• **Saved entries**

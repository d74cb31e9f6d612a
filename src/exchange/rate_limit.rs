// =============================================================================
// Rate-Limit Tracker — monitors REST usage to avoid 429s
// =============================================================================
//
// The venue returns a used-weight header on every response; the tracker
// keeps atomic counters any thread may query lock-free, and a pre-flight
// check before submitting an order.
// =============================================================================

use serde::{Deserialize, Serialize};
use std::sync::atomic::{AtomicU32, Ordering};
use tracing::{debug, warn};

const WEIGHT_HARD_LIMIT: u32 = 1000;
const WEIGHT_WARN_THRESHOLD: u32 = 800;

const ORDER_10S_LIMIT: u32 = 10;
const ORDER_1D_LIMIT: u32 = 200_000;

pub struct RateLimiter {
    used_weight_1m: AtomicU32,
    order_count_10s: AtomicU32,
    order_count_1d: AtomicU32,
}

#[derive(Debug, Clone, Serialize, Deserialize)]
pub struct RateLimitSnapshot {
    pub used_weight_1m: u32,
    pub order_count_10s: u32,
    pub order_count_1d: u32,
}

impl RateLimiter {
    pub fn new() -> Self {
        Self {
            used_weight_1m: AtomicU32::new(0),
            order_count_10s: AtomicU32::new(0),
            order_count_1d: AtomicU32::new(0),
        }
    }

    pub fn update_from_headers(&self, headers: &reqwest::header::HeaderMap) {
        if let Some(val) = headers.get("X-RateLimit-Used-Weight-1M") {
            if let Ok(s) = val.to_str() {
                if let Ok(w) = s.parse::<u32>() {
                    let prev = self.used_weight_1m.swap(w, Ordering::Relaxed);
                    if w >= WEIGHT_WARN_THRESHOLD && prev < WEIGHT_WARN_THRESHOLD {
                        warn!(used_weight = w, hard_limit = WEIGHT_HARD_LIMIT, "rate-limit weight crossed warning threshold");
                    } else if w >= WEIGHT_WARN_THRESHOLD {
                        warn!(used_weight = w, "rate-limit weight remains above warning threshold");
                    }
                    debug!(used_weight_1m = w, "rate-limit weight updated from header");
                }
            }
        }

        if let Some(val) = headers.get("X-RateLimit-Order-Count-10S") {
            if let Ok(s) = val.to_str() {
                if let Ok(c) = s.parse::<u32>() {
                    self.order_count_10s.store(c, Ordering::Relaxed);
                }
            }
        }

        if let Some(val) = headers.get("X-RateLimit-Order-Count-1D") {
            if let Ok(s) = val.to_str() {
                if let Ok(c) = s.parse::<u32>() {
                    self.order_count_1d.store(c, Ordering::Relaxed);
                }
            }
        }
    }

    pub fn can_send_request(&self, weight: u32) -> bool {
        let current = self.used_weight_1m.load(Ordering::Relaxed);
        let allowed = current + weight <= WEIGHT_HARD_LIMIT;
        if !allowed {
            warn!(current_weight = current, requested_weight = weight, hard_limit = WEIGHT_HARD_LIMIT, "request blocked — would exceed rate-limit");
        }
        allowed
    }

    pub fn can_place_order(&self) -> bool {
        let count_10s = self.order_count_10s.load(Ordering::Relaxed);
        let count_1d = self.order_count_1d.load(Ordering::Relaxed);

        if count_10s >= ORDER_10S_LIMIT {
            warn!(count_10s, limit = ORDER_10S_LIMIT, "order blocked — 10 s order limit reached");
            return false;
        }
        if count_1d >= ORDER_1D_LIMIT {
            warn!(count_1d, limit = ORDER_1D_LIMIT, "order blocked — daily order limit reached");
            return false;
        }
        true
    }

    pub fn record_order_sent(&self) {
        self.order_count_10s.fetch_add(1, Ordering::Relaxed);
        self.order_count_1d.fetch_add(1, Ordering::Relaxed);
    }

    pub fn reset_10s_counter(&self) {
        self.order_count_10s.store(0, Ordering::Relaxed);
    }

    pub fn reset_1m_weight(&self) {
        self.used_weight_1m.store(0, Ordering::Relaxed);
    }

    pub fn reset_daily_counter(&self) {
        self.order_count_1d.store(0, Ordering::Relaxed);
    }

    pub fn snapshot(&self) -> RateLimitSnapshot {
        RateLimitSnapshot {
            used_weight_1m: self.used_weight_1m.load(Ordering::Relaxed),
            order_count_10s: self.order_count_10s.load(Ordering::Relaxed),
            order_count_1d: self.order_count_1d.load(Ordering::Relaxed),
        }
    }
}

impl Default for RateLimiter {
    fn default() -> Self {
        Self::new()
    }
}

impl std::fmt::Debug for RateLimiter {
    fn fmt(&self, f: &mut std::fmt::Formatter<'_>) -> std::fmt::Result {
        f.debug_struct("RateLimiter")
            .field("used_weight_1m", &self.used_weight_1m.load(Ordering::Relaxed))
            .field("order_count_10s", &self.order_count_10s.load(Ordering::Relaxed))
            .field("order_count_1d", &self.order_count_1d.load(Ordering::Relaxed))
            .finish()
    }
}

• **WHAT YOU HAVE TO DO**
Within the records, how many lines include "const"? The answer is the number and nothing else.

• **RESULT OF THIS EXERCISE**
4